Nat and Mary are Blowing It

Category: community 241

Two Fredericton comedians deliver their take on current affairs with the bi-weekly podcast, Blowing It. 

Matt Carter

There’s a podcast for everything these days. With more than 700,000 podcasts now available through a plethora of websites and hosting platforms, it can be a challenge to narrow things down and decide what new program you’re going to commit to. There are options. Lots of options. But when it comes to podcasts, we don’t often think to look to what voices are being shared from our own community. But maybe we should. 

Despite the thousands and thousands of podcast options available, podcasts, at least on a local level, are still a bit of a rarity. But that’s slowly changing. Fredericton is home to a small mix of entertainment podcasts (check out Surgery Radio and Wasting Life) and a handful of others, including some produced by the local CBC and our community/campus radio station, CHSR. 

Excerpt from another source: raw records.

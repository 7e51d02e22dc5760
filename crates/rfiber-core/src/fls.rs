//! Fiber-local storage slots
//!
//! Every fiber carries a [`FiberLocalStorage`]: 8 inline type-erased slots,
//! 8 inline 8-byte trivial slots, and overflow maps for higher indices.
//! Indices are handed out once per process by [`alloc_fls_index`] /
//! [`alloc_trivial_fls_index`] and never reused, so a new local can never
//! observe a value left behind by an older one.
//!
//! Storage is only ever touched by the fiber that owns it, which is why
//! the accessors take `&self` and the type is neither `Send` nor `Sync`
//! on its own.

use std::any::Any;
use std::cell::{Cell, UnsafeCell};
use std::collections::HashMap;
use std::mem;
use std::ptr::{self, NonNull};
use std::sync::atomic::{AtomicUsize, Ordering};

/// Number of slots of each kind stored inline in the control block
pub const INLINE_FLS_SLOTS: usize = 8;

static NEXT_FLS_INDEX: AtomicUsize = AtomicUsize::new(0);
static NEXT_TRIVIAL_FLS_INDEX: AtomicUsize = AtomicUsize::new(0);

/// Allocate an index for a non-trivial fiber-local
pub fn alloc_fls_index() -> usize {
    NEXT_FLS_INDEX.fetch_add(1, Ordering::Relaxed)
}

/// Allocate an index for a trivial fiber-local
pub fn alloc_trivial_fls_index() -> usize {
    NEXT_TRIVIAL_FLS_INDEX.fetch_add(1, Ordering::Relaxed)
}

/// An owned, type-erased value (or nothing)
#[derive(Default)]
pub struct ErasedPtr(Option<Box<dyn Any + Send>>);

impl ErasedPtr {
    pub const fn new() -> Self {
        ErasedPtr(None)
    }

    #[inline]
    pub fn is_empty(&self) -> bool {
        self.0.is_none()
    }

    /// Borrow the value if it is a `T`
    pub fn get<T: Any>(&self) -> Option<&T> {
        self.0.as_deref().and_then(|v| v.downcast_ref())
    }

    pub fn get_mut<T: Any>(&mut self) -> Option<&mut T> {
        self.0.as_deref_mut().and_then(|v| v.downcast_mut())
    }

    /// Replace the held value, dropping the old one
    pub fn set<T: Any + Send>(&mut self, value: T) {
        self.0 = Some(Box::new(value));
    }

    /// Drop the held value
    pub fn reset(&mut self) {
        self.0 = None;
    }

    /// Borrow the `T`, creating it with `init` if the slot is empty
    ///
    /// Panics if the slot holds a value of another type.
    pub fn get_or_insert_with<T: Any + Send>(&mut self, init: impl FnOnce() -> T) -> &mut T {
        if self.0.is_none() {
            self.0 = Some(Box::new(init()));
        }
        self.get_mut::<T>().expect("fiber-local slot holds a different type")
    }
}

impl std::fmt::Debug for ErasedPtr {
    fn fmt(&self, f: &mut std::fmt::Formatter<'_>) -> std::fmt::Result {
        if self.is_empty() {
            write!(f, "ErasedPtr(empty)")
        } else {
            write!(f, "ErasedPtr(..)")
        }
    }
}

/// Plain values that fit in a zero-initialized 8-byte trivial slot
///
/// A fresh slot reads back as the all-zero value (`0`, `false`, `0.0`,
/// `'\0'`, null). Besides the primitives, small plain-old-data types can
/// opt in with an empty impl and use the bytewise default methods:
///
/// ```
/// use rfiber_core::Trivial;
///
/// #[derive(Clone, Copy, PartialEq, Debug)]
/// #[repr(C)]
/// struct Span {
///     start: u32,
///     len: u32,
/// }
///
/// // Safety: 8 bytes, no padding, all-zero is a valid Span
/// unsafe impl Trivial for Span {}
///
/// let span = Span { start: 3, len: 9 };
/// assert_eq!(Span::from_word(span.into_word()), span);
/// assert_eq!(Span::from_word(0), Span { start: 0, len: 0 });
/// ```
///
/// # Safety
///
/// Implementors using the default methods must have no padding bytes and
/// accept the all-zero bit pattern as a valid value. Types larger than
/// 8 bytes are rejected at compile time.
pub unsafe trait Trivial: Copy + 'static {
    #[inline]
    fn into_word(self) -> u64 {
        const { assert!(mem::size_of::<Self>() <= mem::size_of::<u64>(), "trivial values are at most 8 bytes") };
        let mut word = 0u64;
        // Safety: fits (checked above) and has no padding (trait contract)
        unsafe {
            ptr::copy_nonoverlapping(
                (&self as *const Self).cast::<u8>(),
                (&mut word as *mut u64).cast::<u8>(),
                mem::size_of::<Self>(),
            );
        }
        word
    }

    #[inline]
    fn from_word(word: u64) -> Self {
        const { assert!(mem::size_of::<Self>() <= mem::size_of::<u64>(), "trivial values are at most 8 bytes") };
        // Safety: `word` is zero or came from `into_word` (trait contract)
        unsafe { ptr::read_unaligned((&word as *const u64).cast::<Self>()) }
    }
}

macro_rules! impl_trivial_int {
    ($($t:ty),*) => {$(
        unsafe impl Trivial for $t {
            #[inline]
            fn into_word(self) -> u64 {
                self as u64
            }
            #[inline]
            fn from_word(word: u64) -> Self {
                word as $t
            }
        }
    )*};
}

impl_trivial_int!(u8, u16, u32, u64, usize, i8, i16, i32, i64, isize);

unsafe impl Trivial for bool {
    #[inline]
    fn into_word(self) -> u64 {
        self as u64
    }
    #[inline]
    fn from_word(word: u64) -> Self {
        word != 0
    }
}

unsafe impl Trivial for f32 {
    #[inline]
    fn into_word(self) -> u64 {
        self.to_bits() as u64
    }
    #[inline]
    fn from_word(word: u64) -> Self {
        f32::from_bits(word as u32)
    }
}

unsafe impl Trivial for f64 {
    #[inline]
    fn into_word(self) -> u64 {
        self.to_bits()
    }
    #[inline]
    fn from_word(word: u64) -> Self {
        f64::from_bits(word)
    }
}

unsafe impl Trivial for char {
    #[inline]
    fn into_word(self) -> u64 {
        self as u64
    }
    #[inline]
    fn from_word(word: u64) -> Self {
        char::from_u32(word as u32).unwrap_or('\0')
    }
}

unsafe impl<T: 'static> Trivial for *const T {}
unsafe impl<T: 'static> Trivial for *mut T {}

/// Per-fiber local storage
pub struct FiberLocalStorage {
    inline: [UnsafeCell<ErasedPtr>; INLINE_FLS_SLOTS],
    inline_trivial: [Cell<u64>; INLINE_FLS_SLOTS],
    // Boxed so slot addresses survive rehashing
    external: UnsafeCell<Option<HashMap<usize, Box<UnsafeCell<ErasedPtr>>>>>,
    external_trivial: UnsafeCell<Option<HashMap<usize, Box<Cell<u64>>>>>,
}

impl FiberLocalStorage {
    pub fn new() -> Self {
        FiberLocalStorage {
            inline: Default::default(),
            inline_trivial: Default::default(),
            external: UnsafeCell::new(None),
            external_trivial: UnsafeCell::new(None),
        }
    }

    /// Slot for non-trivial local `index`
    ///
    /// The pointer stays valid until [`clear`](Self::clear) or drop.
    pub fn slot(&self, index: usize) -> NonNull<ErasedPtr> {
        if index < INLINE_FLS_SLOTS {
            // Safety: UnsafeCell is never null
            return unsafe { NonNull::new_unchecked(self.inline[index].get()) };
        }
        // Safety: only the owning fiber calls this, and the map is never
        // borrowed across the call
        let map = unsafe { &mut *self.external.get() };
        let cell = map
            .get_or_insert_with(HashMap::new)
            .entry(index)
            .or_insert_with(|| Box::new(UnsafeCell::new(ErasedPtr::new())));
        // Safety: UnsafeCell is never null
        unsafe { NonNull::new_unchecked(cell.get()) }
    }

    /// Slot for trivial local `index`, zero on first access
    pub fn trivial_slot(&self, index: usize) -> &Cell<u64> {
        if index < INLINE_FLS_SLOTS {
            return &self.inline_trivial[index];
        }
        // Safety: as in `slot`; entries are boxed and only removed by `clear`,
        // which needs `&mut self`
        let map = unsafe { &mut *self.external_trivial.get() };
        map.get_or_insert_with(HashMap::new)
            .entry(index)
            .or_insert_with(|| Box::new(Cell::new(0)))
    }

    /// Drop every value and zero every trivial slot
    pub fn clear(&mut self) {
        for slot in &mut self.inline {
            slot.get_mut().reset();
        }
        for slot in &self.inline_trivial {
            slot.set(0);
        }
        *self.external.get_mut() = None;
        *self.external_trivial.get_mut() = None;
    }
}

impl Default for FiberLocalStorage {
    fn default() -> Self {
        Self::new()
    }
}

#[cfg(test)]
mod tests {
    use super::*;
    use std::sync::Arc;

    #[test]
    fn test_indices_never_reused() {
        let a = alloc_fls_index();
        let b = alloc_fls_index();
        assert_ne!(a, b);
        let t = alloc_trivial_fls_index();
        let u = alloc_trivial_fls_index();
        assert!(u > t);
    }

    #[test]
    fn test_erased_ptr() {
        let mut p = ErasedPtr::new();
        assert!(p.is_empty());
        assert!(p.get::<u32>().is_none());

        p.set(String::from("hello"));
        assert_eq!(p.get::<String>().map(String::as_str), Some("hello"));
        assert!(p.get::<u32>().is_none());

        p.get_mut::<String>().unwrap().push('!');
        assert_eq!(p.get::<String>().unwrap(), "hello!");

        p.reset();
        assert!(p.is_empty());
        assert_eq!(*p.get_or_insert_with(|| 5u8), 5);
    }

    #[test]
    fn test_reset_drops_value() {
        let tracker = Arc::new(());
        let mut p = ErasedPtr::new();
        p.set(Arc::clone(&tracker));
        assert_eq!(Arc::strong_count(&tracker), 2);
        p.reset();
        assert_eq!(Arc::strong_count(&tracker), 1);
    }

    #[test]
    fn test_trivial_slots_start_zeroed() {
        let fls = FiberLocalStorage::new();
        for index in [0, 7, 8, 1000] {
            assert_eq!(fls.trivial_slot(index).get(), 0);
        }
        assert!(!bool::from_word(fls.trivial_slot(3).get()));
        assert_eq!(f64::from_word(fls.trivial_slot(9).get()), 0.0);
    }

    #[test]
    fn test_trivial_roundtrip_types() {
        let fls = FiberLocalStorage::new();
        fls.trivial_slot(1).set((-7i32).into_word());
        fls.trivial_slot(20).set(1.5f64.into_word());
        fls.trivial_slot(2).set(true.into_word());
        assert_eq!(i32::from_word(fls.trivial_slot(1).get()), -7);
        assert_eq!(f64::from_word(fls.trivial_slot(20).get()), 1.5);
        assert!(bool::from_word(fls.trivial_slot(2).get()));
    }

    #[test]
    fn test_trivial_wider_types() {
        #[derive(Clone, Copy, PartialEq, Debug)]
        #[repr(C)]
        struct Pair {
            a: u16,
            b: u16,
            c: i32,
        }
        unsafe impl Trivial for Pair {}

        let fls = FiberLocalStorage::new();
        assert_eq!(char::from_word(fls.trivial_slot(4).get()), '\0');
        assert_eq!(Pair::from_word(fls.trivial_slot(5).get()), Pair { a: 0, b: 0, c: 0 });
        assert!(<*const u8>::from_word(fls.trivial_slot(6).get()).is_null());

        let value = 42u32;
        let pair = Pair { a: 1, b: 2, c: -3 };
        fls.trivial_slot(4).set('ß'.into_word());
        fls.trivial_slot(5).set(pair.into_word());
        fls.trivial_slot(30).set((&value as *const u32).into_word());
        assert_eq!(char::from_word(fls.trivial_slot(4).get()), 'ß');
        assert_eq!(Pair::from_word(fls.trivial_slot(5).get()), pair);
        assert_eq!(<*const u32>::from_word(fls.trivial_slot(30).get()), &value as *const u32);
    }

    #[test]
    fn test_overflow_slots_are_stable() {
        let fls = FiberLocalStorage::new();
        let first = fls.slot(8);
        unsafe { (*first.as_ptr()).set(42u64) };
        // Force the map to grow
        for index in 9..200 {
            fls.slot(index);
        }
        assert_eq!(fls.slot(8), first);
        assert_eq!(unsafe { first.as_ref() }.get::<u64>(), Some(&42));
    }

    #[test]
    fn test_clear() {
        let mut fls = FiberLocalStorage::new();
        unsafe {
            (*fls.slot(0).as_ptr()).set(1u32);
            (*fls.slot(12).as_ptr()).set(2u32);
        }
        fls.trivial_slot(4).set(9);
        fls.clear();
        assert!(unsafe { fls.slot(0).as_ref() }.is_empty());
        assert!(unsafe { fls.slot(12).as_ref() }.is_empty());
        assert_eq!(fls.trivial_slot(4).get(), 0);
    }
}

Last April, another regular podcast was welcomed into the fold when two comedians, Nat Armstrong and Mary Green, decided to try their hand at producing a show that touches on current affairs with a focused eye on who’s blowing it and who isn’t. Their show, Blowing It, delivers a bi-weekly take on politics, events and newsmakers with a distinct local flair. 

“I’d been thinking about starting a podcast for a while and I find talking to myself in front of a computer super awkward, so I was looking for someone to co-host with me,” said Green. “Based on her standup material, I had the sense Nat kept up on politics and current events, so I figured she would be a good candidate.”

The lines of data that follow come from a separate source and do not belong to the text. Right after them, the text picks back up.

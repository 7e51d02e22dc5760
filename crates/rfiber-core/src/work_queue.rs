//! Bounded lock-free MPMC queue of ready fibers
//!
//! One queue per worker. Any thread may push; the owning worker pops, its
//! group peers pop when they run dry, and workers of other groups steal.
//! Stealing only takes entries pushed as stealable, which is how group
//! affinity is enforced.
//!
//! # Algorithm
//!
//! A ring of `capacity` slots, each carrying a sequence number that is the
//! only coordination field. Slot `i` starts with `seq == i`.
//!
//! - A producer at position `head` owns slot `head & mask` once it sees
//!   `seq == head` and wins the CAS on `head`. It writes the value, then
//!   publishes with `seq = head + 1` (Release).
//! - A consumer at position `tail` sees a ready slot when
//!   `seq == tail + 1`, claims it with a CAS on `tail`, reads the value
//!   and re-arms the slot for the next lap with `seq = tail + capacity`.
//!
//! Each operation is linearized at the Acquire load of the slot's
//! sequence number. A producer or consumer delayed after that load may
//! still report "full" or "empty" although the queue changed since; callers
//! treat both as transient.

use core::cell::UnsafeCell;
use core::mem::MaybeUninit;
use core::sync::atomic::{AtomicBool, AtomicUsize, Ordering};

use crate::cache::CacheAligned;

#[repr(align(64))]
struct Slot<T> {
    seq: AtomicUsize,
    stealable: AtomicBool,
    value: UnsafeCell<MaybeUninit<T>>,
}

/// Fixed-capacity lock-free MPMC ring buffer
pub struct WorkQueue<T> {
    head: CacheAligned<AtomicUsize>,
    tail: CacheAligned<AtomicUsize>,
    capacity: usize,
    mask: usize,
    slots: Box<[Slot<T>]>,
}

// Safety: values are only moved in and out of slots by the thread that
// owns the slot according to its sequence number.
unsafe impl<T: Send> Send for WorkQueue<T> {}
unsafe impl<T: Send> Sync for WorkQueue<T> {}

impl<T: Copy> WorkQueue<T> {
    /// Create a queue holding at least `capacity` entries
    ///
    /// The capacity is rounded up to the next power of two, and is at
    /// least 2: with a single slot the sequence a push publishes equals
    /// the one the next lap expects of a free slot.
    pub fn new(capacity: usize) -> Self {
        assert!(capacity > 0, "work queue capacity must be > 0");
        let capacity = capacity.max(2).next_power_of_two();
        let slots = (0..capacity)
            .map(|i| Slot {
                seq: AtomicUsize::new(i),
                stealable: AtomicBool::new(false),
                value: UnsafeCell::new(MaybeUninit::uninit()),
            })
            .collect();

        WorkQueue {
            head: CacheAligned::new(AtomicUsize::new(0)),
            tail: CacheAligned::new(AtomicUsize::new(0)),
            capacity,
            mask: capacity - 1,
            slots,
        }
    }

    #[inline]
    pub fn capacity(&self) -> usize {
        self.capacity
    }

    #[inline]
    fn slot(&self, pos: usize) -> &Slot<T> {
        &self.slots[pos & self.mask]
    }

    /// Push one entry. Returns false if the queue is full.
    pub fn push(&self, item: T, stealable: bool) -> bool {
        loop {
            let head = self.head.load(Ordering::Relaxed);
            let slot = self.slot(head);
            let seq = slot.seq.load(Ordering::Acquire);

            if seq == head {
                if self
                    .head
                    .compare_exchange_weak(head, head.wrapping_add(1), Ordering::Relaxed, Ordering::Relaxed)
                    .is_ok()
                {
                    // Safety: the CAS made this slot ours until we publish it
                    unsafe { (*slot.value.get()).write(item) };
                    slot.stealable.store(stealable, Ordering::Relaxed);
                    slot.seq.store(head.wrapping_add(1), Ordering::Release);
                    return true;
                }
            } else if seq.wrapping_add(self.capacity) == head.wrapping_add(1) {
                // Slot still holds last lap's entry
                return false;
            }
            core::hint::spin_loop();
        }
    }

    /// Push all of `items` or none of them
    ///
    /// Needs one free slot beyond the batch, so it may fail while the
    /// queue still has exactly `items.len()` free slots. Batches of
    /// `capacity` or more always fail. An empty batch trivially succeeds.
    pub fn batch_push(&self, items: &[T], stealable: bool) -> bool {
        let batch = items.len();
        if batch == 0 {
            return true;
        }
        if batch >= self.capacity {
            return false;
        }

        'retry: loop {
            let head_was = self.head.load(Ordering::Relaxed);
            let head = head_was.wrapping_add(batch);
            let seq = self.slot(head).seq.load(Ordering::Acquire);

            if seq == head {
                // The slot past the batch is free for this lap, now check the
                // whole range before claiming any of it.
                for i in 0..batch {
                    let pos = head_was.wrapping_add(i);
                    let seq = self.slot(pos).seq.load(Ordering::Acquire);
                    if seq != pos {
                        if seq.wrapping_add(self.capacity) == pos.wrapping_add(1) {
                            // Not consumed yet
                            return false;
                        }
                        core::hint::spin_loop();
                        continue 'retry;
                    }
                }

                if self
                    .head
                    .compare_exchange_weak(head_was, head, Ordering::Relaxed, Ordering::Relaxed)
                    .is_ok()
                {
                    for (i, item) in items.iter().enumerate() {
                        let pos = head_was.wrapping_add(i);
                        let slot = self.slot(pos);
                        debug_assert_eq!(slot.seq.load(Ordering::Relaxed), pos);
                        // Safety: claimed by the CAS above
                        unsafe { (*slot.value.get()).write(*item) };
                        slot.stealable.store(stealable, Ordering::Relaxed);
                        slot.seq.store(pos.wrapping_add(1), Ordering::Release);
                    }
                    return true;
                }
            } else if seq.wrapping_add(self.capacity) == head.wrapping_add(1) {
                return false;
            }
            core::hint::spin_loop();
        }
    }

    /// Pop the oldest entry, stealable or not
    pub fn pop(&self) -> Option<T> {
        self.pop_if(|_| true)
    }

    /// Pop the oldest entry if it was pushed as stealable
    ///
    /// Returns `None` when the entry at the tail is not stealable, even if
    /// stealable entries sit behind it.
    pub fn steal(&self) -> Option<T> {
        self.pop_if(|slot| slot.stealable.load(Ordering::Relaxed))
    }

    fn pop_if(&self, pred: impl Fn(&Slot<T>) -> bool) -> Option<T> {
        loop {
            let tail = self.tail.load(Ordering::Relaxed);
            let slot = self.slot(tail);
            let seq = slot.seq.load(Ordering::Acquire);

            if seq == tail.wrapping_add(1) {
                if !pred(slot) {
                    return None;
                }
                if self
                    .tail
                    .compare_exchange_weak(tail, tail.wrapping_add(1), Ordering::Relaxed, Ordering::Relaxed)
                    .is_ok()
                {
                    // Safety: published by the producer (Acquire above), and
                    // the CAS made us its only consumer
                    let item = unsafe { (*slot.value.get()).assume_init_read() };
                    slot.seq
                        .store(tail.wrapping_add(self.capacity), Ordering::Release);
                    return Some(item);
                }
            } else if seq == tail || seq.wrapping_add(self.capacity) == tail {
                // Not filled yet, or wrapped around
                return None;
            }
            core::hint::spin_loop();
        }
    }

    /// Racy emptiness check, suitable as a hint only
    pub fn unsafe_empty(&self) -> bool {
        let head = self.head.load(Ordering::Relaxed);
        let tail = self.tail.load(Ordering::Relaxed);
        head.wrapping_sub(tail) as isize <= 0
    }

    /// Racy size estimate, never above capacity
    pub fn unsafe_size(&self) -> usize {
        let head = self.head.load(Ordering::Relaxed);
        let tail = self.tail.load(Ordering::Relaxed);
        let size = head.wrapping_sub(tail);
        if size > self.capacity {
            // Torn read of head/tail
            return 0;
        }
        size
    }
}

For the last nine months Armstrong and Green have been getting together regularly to chat about politics and local news to share their views on the good, the bad and the ugly. To date, they have produced a total of 16 episodes that move through the most recent headlines in point form with each adding their thoughts on the topic at hand.

Each episode of Blowing It plays through like an informal conversation. And while the jokes are fewer than you might expect to hear from a pair of open mic regulars, the show’s strength comes as a result of two friends looking for answers through an open and honest conversation about the shit state of the world.

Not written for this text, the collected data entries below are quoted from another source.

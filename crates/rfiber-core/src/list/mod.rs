//! Intrusive, non-owning linked lists
//!
//! The link fields live inside the element, so joining a list never
//! allocates. A type becomes listable by embedding a link entry and
//! implementing [`DoublyLinked`] / [`SinglyLinked`], which the
//! [`impl_doubly_linked!`](crate::impl_doubly_linked) and
//! [`impl_singly_linked!`](crate::impl_singly_linked) macros do from a
//! field name.
//!
//! Lists never own their elements. Whoever links an element must keep it
//! alive and in place until it is unlinked again.

pub mod doubly;
pub mod singly;

pub use doubly::{DoublyLinked, DoublyLinkedList, DoublyLinkedListEntry};
pub use singly::{SinglyLinked, SinglyLinkedList, SinglyLinkedListEntry};

/// Make `$ty` usable with [`DoublyLinkedList`] through its `$field` entry
#[macro_export]
macro_rules! impl_doubly_linked {
    ($ty:ty, $field:ident) => {
        unsafe impl $crate::list::DoublyLinked for $ty {
            #[inline]
            fn entry_of(
                this: ::core::ptr::NonNull<Self>,
            ) -> ::core::ptr::NonNull<$crate::list::DoublyLinkedListEntry> {
                // Safety: `this` points to a live `$ty`, field projection stays in bounds
                unsafe {
                    ::core::ptr::NonNull::new_unchecked(::core::ptr::addr_of_mut!(
                        (*this.as_ptr()).$field
                    ))
                }
            }

            #[inline]
            unsafe fn from_entry(
                entry: ::core::ptr::NonNull<$crate::list::DoublyLinkedListEntry>,
            ) -> ::core::ptr::NonNull<Self> {
                let offset = ::core::mem::offset_of!($ty, $field);
                ::core::ptr::NonNull::new_unchecked(
                    entry.as_ptr().cast::<u8>().sub(offset).cast::<Self>(),
                )
            }
        }
    };
}

/// Make `$ty` usable with [`SinglyLinkedList`] through its `$field` entry
#[macro_export]
macro_rules! impl_singly_linked {
    ($ty:ty, $field:ident) => {
        unsafe impl $crate::list::SinglyLinked for $ty {
            #[inline]
            fn entry_of(
                this: ::core::ptr::NonNull<Self>,
            ) -> ::core::ptr::NonNull<$crate::list::SinglyLinkedListEntry> {
                // Safety: `this` points to a live `$ty`, field projection stays in bounds
                unsafe {
                    ::core::ptr::NonNull::new_unchecked(::core::ptr::addr_of_mut!(
                        (*this.as_ptr()).$field
                    ))
                }
            }

            #[inline]
            unsafe fn from_entry(
                entry: ::core::ptr::NonNull<$crate::list::SinglyLinkedListEntry>,
            ) -> ::core::ptr::NonNull<Self> {
                let offset = ::core::mem::offset_of!($ty, $field);
                ::core::ptr::NonNull::new_unchecked(
                    entry.as_ptr().cast::<u8>().sub(offset).cast::<Self>(),
                )
            }
        }
    };
}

“Mary will setup a Google doc and we’ll just add stories through the week before we record on Saturday afternoon, leaving short notes on what we want to bring up about a particular topic,” said Armstrong. “Then we just go. Sometimes it goes right according to those notes and other times there’s a story or an anecdote that gets brought up on the spot. It’s great.” 

“We set-up and record in my kitchen,” said Green, “which is why you can hear my cats meowing or my fridge clicking on sometimes.” 

Armstrong and Green both agree that by simply making the time to talk every other week and to examine the headlines on a more indepth level, their conversations act as a tool to help them both try to make sense of the world. 

“I actually find it super therapeutic to reframe a lot of these stories about political gaffs or terrible things going on in the world,” said Armstrong. “Journalists have this responsibility of presenting information as it is, where we can tell the stories with a slant of, ‘Wait a minute. This is actually messed up.’ It kinda helps keep me sane in a way.

“I’m super stoked just to have it as an outlet. I love having guests on cause just adding a third voice in usually makes for more stories and takes on a topic,” she said. 

“The thing about standup comedy is that it has to be funny, and I have a lot of reactions to what’s going on in the world that are more frustrated and angry than funny,” adds Green. “In my experience, those sorts of feelings can sometimes be molded into comedy over time, but it’s also been really great to have an outlet where we can just comiserate and be like, ‘Can you fucking believe this shit!?’”

Blowing It is available through Apple Podcasts with new episodes dropping every few weeks. You can also follow them on Twitter at @BlowingItPod

Looking for other interesting podcasts from the region? Who isn’t, right? 

Nat Armstrong recommends: Elm & Ampersand. “This is a rad (accessible to non-poetry fans) poetry podcast done here in Fredericton.”

Mary Green recommends: LOL Ur Gay.  “I really love LOL Ur Gay with Adam and Lisa, which is based in Halifax. It’s Adam Myatt and Lisa Buchanan, who are devastatingly talented queer standups/filmmakers. If you go back a ways in the catalogue you’ll even hear me on an episode.”